The ExperimentGenerator automatically creates comprehensive evaluation experiments with test cases and rubrics tailored to your agent’s specific tasks and domains. It uses LLMs to generate diverse, realistic test scenarios and evaluation criteria, significantly reducing the manual effort required to build evaluation suites.

Key Features

Automated Test Case Generation: Creates diverse test cases from context descriptions
Topic-Based Planning: Uses TopicPlanner to ensure comprehensive coverage across multiple topics
Rubric Generation: Automatically generates evaluation rubrics for default evaluators
Multi-Step Dataset Creation: Generates test cases across multiple topics with controlled distribution
Flexible Input/Output Types: Supports custom types for inputs, outputs, and trajectories
Parallel Generation: Efficiently generates multiple test cases concurrently
Experiment Evolution: Extends or updates existing experiments with new cases

When to Use

Use the ExperimentGenerator when you need to:

Quickly bootstrap evaluation experiments without manual test case creation
Generate diverse test cases covering multiple topics or scenarios
Create evaluation rubrics automatically for standard evaluators
Expand existing experiments with additional test cases
Adapt experiments from one task to another similar task
Ensure comprehensive coverage across different difficulty levels

Basic Usage

Simple Generation from Context

import asyncio
from strands_evals.generators import ExperimentGenerator
from strands_evals.evaluators import OutputEvaluator

# Initialize generator
generator = ExperimentGenerator[str, str](
    input_type=str,
    output_type=str,
    include_expected_output=True
)

# Generate experiment from context
async def generate_experiment():
    experiment = await generator.from_context_async(
        context="""
        Available tools:
        - calculator(expression: str) -> float: Evaluate mathematical expressions
        - current_time() -> str: Get current date and time
        """,
        task_description="Math and time assistant",
        num_cases=5,
        evaluator=OutputEvaluator
    )
    return experiment

# Run generation
experiment = asyncio.run(generate_experiment())
print(f"Generated {len(experiment.cases)} test cases")

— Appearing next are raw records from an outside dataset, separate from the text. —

//! the feed: an append-only log whose blocks verify against a public key
//!
//! A feed orchestrates the merkle generator, the bitfield and the storage
//! binding. The writer side appends blocks and signs the evolving root set;
//! the reader side absorbs `(block, proof)` pairs from untrusted peers and
//! only commits what checks out against the feed key. All verified state is
//! persisted through the storage binding before it becomes observable.
use crate::batch::{AtomicBatcher, FlushLatch};
use crate::bitfield::Bitfield;
use crate::codec::{Binary, Codec};
use crate::error::{Error, Result};
use crate::flat_tree as flat;
use crate::hash;
use crate::merkle::MerkleGenerator;
use crate::peer::{ArcPeer, DownloadRange, Have, Selection, SelectionId, Selections};
use crate::storage::{FeedStorage, Node, OpenState, Storage};
use crate::tree_index::{self, Digest};
use ed25519_dalek::SigningKey;
use futures::channel::oneshot;
use smallvec::SmallVec;
use std::mem;
use std::time::{Duration, Instant};
use tracing::{debug, warn};

/// options recognized when opening a feed
#[derive(Debug, Clone)]
pub struct Options {
    /// generate a key pair when storage holds none
    pub create_if_missing: bool,
    /// discard any existing state on open
    pub overwrite: bool,
    /// sign appended blocks; a non-live feed verifies by root equality
    pub live: bool,
    /// skip the everything-from-the-start download selection
    pub sparse: bool,
    /// do not persist block data, only tree and signatures
    pub indexing: bool,
    /// expected public key; mismatch with stored state fails the open
    pub key: Option<[u8; 32]>,
    /// key pair in Ed25519 keypair-bytes format (secret then public)
    pub secret_key: Option<[u8; 64]>,
    /// local identity used by replication for peer dedup, random if omitted
    pub id: Option<[u8; 32]>,
}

Topic-Based Multi-Step Generation

The TopicPlanner enables multi-step dataset generation by breaking down your context into diverse topics, ensuring comprehensive coverage:

import asyncio
from strands_evals.generators import ExperimentGenerator
from strands_evals.evaluators import TrajectoryEvaluator

generator = ExperimentGenerator[str, str](
    input_type=str,
    output_type=str,
    include_expected_trajectory=True
)

async def generate_with_topics():
    experiment = await generator.from_context_async(
        context="""
        Customer service agent with tools:
        - search_knowledge_base(query: str) -> str
        - create_ticket(issue: str, priority: str) -> str
        - send_email(to: str, subject: str, body: str) -> str
        """,
        task_description="Customer service assistant",
        num_cases=15,
        num_topics=3,  # Distribute across 3 topics
        evaluator=TrajectoryEvaluator
    )

    # Cases will be distributed across topics like:
    # - Topic 1: Knowledge base queries (5 cases)
    # - Topic 2: Ticket creation scenarios (5 cases)
    # - Topic 3: Email communication (5 cases)

    return experiment

experiment = asyncio.run(generate_with_topics())

TopicPlanner

The TopicPlanner is a utility class that strategically plans diverse topics for test case generation, ensuring comprehensive coverage across different aspects of your agent’s capabilities.

How TopicPlanner Works

Analyzes Context: Examines your agent’s context and task description
Identifies Topics: Generates diverse, non-overlapping topics
Plans Coverage: Distributes test cases across topics strategically
Defines Key Aspects: Specifies 2-5 key aspects per topic for focused testing

Topic Planning Example

import asyncio
from strands_evals.generators import TopicPlanner

planner = TopicPlanner()

async def plan_topics():
    topic_plan = await planner.plan_topics_async(
        context="""
        E-commerce agent with capabilities:
        - Product search and recommendations
        - Order management and tracking
        - Customer support and returns
        - Payment processing
        """,
        task_description="E-commerce assistant",
        num_topics=4,
        num_cases=20
    )

    # Examine generated topics
    for topic in topic_plan.topics:
        print(f"\nTopic: {topic.title}")
        print(f"Description: {topic.description}")
        print(f"Key Aspects: {', '.join(topic.key_aspects)}")

    return topic_plan

topic_plan = asyncio.run(plan_topics())

Topic Structure

Each topic includes:

class Topic(BaseModel):
    title: str  # Brief descriptive title
    description: str  # Short explanation
    key_aspects: list[str]  # 2-5 aspects to explore

Generation Methods

1. From Context

Generate experiments based on specific context that test cases should reference:

async def generate_from_context():
    experiment = await generator.from_context_async(
        context="Agent with weather API and location tools",
        task_description="Weather information assistant",
        num_cases=10,
        num_topics=2,  # Optional: distribute across topics
        evaluator=OutputEvaluator
    )
    return experiment

2. From Scratch

Generate experiments from topic lists and task descriptions:

async def generate_from_scratch():
    experiment = await generator.from_scratch_async(
        topics=["product search", "order tracking", "returns"],
        task_description="E-commerce customer service",
        num_cases=12,
        evaluator=TrajectoryEvaluator
    )
    return experiment

3. From Existing Experiment

Create new experiments inspired by existing ones:

async def generate_from_experiment():
    # Load existing experiment
    source_experiment = Experiment.from_file("original_experiment", "json")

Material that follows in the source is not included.